Lei ha fatto sempre film politici impegnati senza far parte di famiglie politiche cinematografiche: ciò le ha creato problemi e quali esperienze ha richiesto?
‹‹Sì alcuni ostacoli, ma si va avanti comunque, come quando per “Un eroe borghese” pare che la Rai comprò il soggetto affinché non lo si realizzasse. E io lo realizzai lo stesso. Per la conoscenza, non è detto che per fare cinema politico sia necessario aprire pagine di giornali o far parte di un partito››.
Come Vittorio De Sica che si dice non aprì mai una pagina de “L’Unità”?
‹‹Eh, appunto››.
Bertold Brecht asseriva che il cinema è una ‹‹“merce”, che non ha bisogno dell’arte e che va venduta, sperando che sia di qualità e che venga acquistata dalle masse››.
‹‹Il cinema serve per raccontare e denunciare, facendo dei film utili alla società››.
Le è stato conferito il “Premio Fiera del Levante” per la sua determinazione, costanza professionale e per la sua intraprendenza artistica. Cosa fare per avvicinare maggiormente i giovani al teatro e al cinema di qualità?
‹‹Le cose stanno cambiando: lo sentiamo, lo odoriamo… Cerchiamo di organizzare quanti più festival possibili, facendo rinascere contenitori culturali che sennò andrebbero perduti. E affinché questo entusiasmo non resti circoscritto ad un’unica settimana permettiamo che si apra qualcosa di permanente, magari con l’aiuto del Ministero. Un altro mio sogno sarebbe insegnare in Puglia››.

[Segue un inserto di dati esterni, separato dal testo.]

use crate::cli::RmsdArgs;
use crate::config::build_config;
use crate::error::Result;
use crate::store::StoreManager;
use molalign::workflows::rmsd::{self, RmsdReport, RmsdRequest};
use tracing::info;

pub async fn run(args: RmsdArgs) -> Result<()> {
    let config = build_config(&args.alignment)?;
    let store = StoreManager::new(args.store.as_deref(), config.store_path.as_deref())?;
    let source = store.source()?;

    let request = RmsdRequest::new(args.molecule)
        .with_geometries(args.geometry_a, args.geometry_b);
    info!("Invoking the RMSD workflow on store {:?}", store.store_path());

    let report =
        tokio::task::block_in_place(|| rmsd::run(&source, &request, &config.alignment))?;

    println!("{}", summary(&report, config.precision));
    Ok(())
}

fn summary(report: &RmsdReport, precision: usize) -> String {
    format!(
        "RMSD: {:.*} Å ({} atoms compared)\nMax deviation: {:.*} Å",
        precision, report.rmsd, report.atoms_compared, precision, report.max_deviation
    )
}

#[cfg(test)]
mod tests {
    use super::*;
    use crate::cli::AlignmentArgs;
    use crate::error::CliError;
    use molalign::engine::error::EngineError;
    use std::fs;
    use tempfile::tempdir;

    const METHANE_LIKE: &str =
        r#"{"atoms": {"coords": {"3d": [0, 0, 0, 1, 0, 0]}, "elements": {"number": [6, 1]}}}"#;

    fn args(store: std::path::PathBuf, geometry_a: Option<&str>) -> RmsdArgs {
        RmsdArgs {
            molecule: "m1".to_string(),
            geometry_a: geometry_a.map(str::to_string),
            geometry_b: None,
            store: Some(store),
            alignment: AlignmentArgs::default(),
        }
    }

    #[tokio::test(flavor = "multi_thread")]
    async fn rmsd_runs_against_explicit_store() {
        let dir = tempdir().unwrap();
        fs::create_dir_all(dir.path().join("m1/geometries")).unwrap();
        fs::write(dir.path().join("m1/molecule.cjson"), METHANE_LIKE).unwrap();
        fs::write(dir.path().join("m1/geometries/g1.cjson"), METHANE_LIKE).unwrap();

        run(args(dir.path().to_path_buf(), Some("g1"))).await.unwrap();
    }

    #[test]
    fn summary_reports_rmsd_and_max_deviation() {
        let report = RmsdReport {
            rmsd: 0.5,
            max_deviation: 1.25,
            atoms_compared: 3,
        };

        assert_eq!(
            summary(&report, 2),
            "RMSD: 0.50 Å (3 atoms compared)\nMax deviation: 1.25 Å"
        );
    }

    #[tokio::test(flavor = "multi_thread")]
    async fn missing_geometry_surfaces_core_error() {
        let dir = tempdir().unwrap();
        fs::create_dir_all(dir.path().join("m1")).unwrap();
        fs::write(dir.path().join("m1/molecule.cjson"), METHANE_LIKE).unwrap();

        let result = run(args(dir.path().to_path_buf(), Some("absent"))).await;

        assert!(matches!(
            result,
            Err(CliError::Core(EngineError::Source { .. }))
        ));
    }
}
use molalign::core::io::cjson::CjsonFile;
use molalign::core::io::source::DirectorySource;
use molalign::core::io::traits::StructureFile;
use molalign::core::models::point_set::PointSet;
use molalign::engine::config::AlignmentConfigBuilder;
use molalign::engine::progress::ProgressReporter;
use molalign::workflows::{matrix, rmsd};
use nalgebra::{Rotation3, Vector3};
use std::fs;
use std::path::Path;
use tempfile::TempDir;

// Methanol-like fragment: C, O and four hydrogens.
const COORDS: [f64; 18] = [
    0.000, 0.000, 0.000, //
    1.430, 0.000, 0.000, //
    -0.360, 1.030, 0.000, //
    -0.360, -0.510, 0.890, //
    -0.360, -0.510, -0.890, //
    1.750, 0.900, 0.000, //
];
const NUMBERS: [u8; 6] = [6, 8, 1, 1, 1, 1];

fn reference() -> PointSet {
    PointSet::from_flat(&COORDS, Some(&NUMBERS)).unwrap()
}

fn write_cjson(path: &Path, set: &PointSet) {
    fs::create_dir_all(path.parent().unwrap()).unwrap();
    CjsonFile::write_point_set_to_path(set, path).unwrap();
}

/// Store with a default structure, a rigidly moved copy, and a copy whose
/// hydroxyl hydrogen has been displaced.
fn store() -> (TempDir, DirectorySource) {
    let dir = tempfile::tempdir().unwrap();
    let mol = dir.path().join("methanol");
    let base = reference();

    let rotation = Rotation3::from_euler_angles(0.4, -1.1, 2.3);
    let moved = base.transformed(&rotation, &Vector3::new(3.0, -7.5, 1.25));

    let mut flexed = COORDS;
    flexed[16] += 1.0;
    let flexed = PointSet::from_flat(&flexed, Some(&NUMBERS)).unwrap();

    write_cjson(&mol.join("molecule.cjson"), &base);
    write_cjson(&mol.join("geometries/moved.cjson"), &moved);
    write_cjson(&mol.join("geometries/flexed.cjson"), &flexed);
    write_cjson(&mol.join("geometries/input.cjson"), &base);

    let source = DirectorySource::new(dir.path());
    (dir, source)
}

#[test]
fn rigidly_moved_geometry_has_zero_rmsd_against_default() {
    let (_dir, source) = store();
    let request = rmsd::RmsdRequest::new("methanol").with_geometries(Some("moved".into()), None);

    let report = rmsd::run(&source, &request, &Default::default()).unwrap();

    assert!(report.rmsd < 1e-6, "rmsd = {}", report.rmsd);
    assert_eq!(report.atoms_compared, 6);
}

#[test]
fn hydrogen_displacement_vanishes_with_heavy_atom_filter() {
    let (_dir, source) = store();
    let request = rmsd::RmsdRequest::new("methanol")
        .with_geometries(Some("flexed".into()), Some("moved".into()));

    let all_atoms = rmsd::run(&source, &request, &Default::default()).unwrap();
    let heavy_config = AlignmentConfigBuilder::new()
        .heavy_atoms_only(true)
        .build()
        .unwrap();
    let heavy = rmsd::run(&source, &request, &heavy_config).unwrap();

    assert!(all_atoms.rmsd > 0.1);
    assert!(heavy.rmsd < 1e-6);
    assert_eq!(heavy.atoms_compared, 2);
}

#[test]
fn matrix_over_directory_store_is_symmetric_and_consistent() {
    let (_dir, source) = store();

    let matrix = matrix::run(
        &source,
        "methanol",
        &Default::default(),
        &ProgressReporter::new(),
    )
    .unwrap();

    assert_eq!(matrix.labels, vec!["flexed", "input", "moved"]);
    let input_moved = matrix.get_by_label("input", "moved").unwrap();
    let flexed_input = matrix.get_by_label("flexed", "input").unwrap();
    let flexed_moved = matrix.get_by_label("flexed", "moved").unwrap();
    assert!(input_moved < 1e-6);
    assert!((flexed_input - flexed_moved).abs() < 1e-6);
    assert_eq!(
        matrix.get_by_label("moved", "flexed"),
        Some(flexed_moved)
    );

    let mut csv = Vec::new();
    matrix.write_csv(&mut csv, 4).unwrap();
    let csv = String::from_utf8(csv).unwrap();
    assert_eq!(csv.lines().count(), 4);
    assert!(csv.starts_with("geometry,flexed,input,moved\n"));
}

La Puglia pare abbia risposto bene a questo Festival, come bisogna procedere adesso?
‹‹Laudadio ha avuto una bella idea e speriamo solo che questa creatura non si guasti: che da cinema italiano non si tramuti in cinema straniero in cerca di Tom Cruise… Che si cerchino, invece, professionisti che non vivono da Vip. Che si dica addio al provincialismo: non solo Roma ma anche Bari è città deputata a formare i professionisti del cinema››.
Garrone, Sorrentino, Tornatore, Winspeare… Il cinema italiano è del Sud?
‹‹Sì, ma bisognerebbe fare sistema tra le regioni››.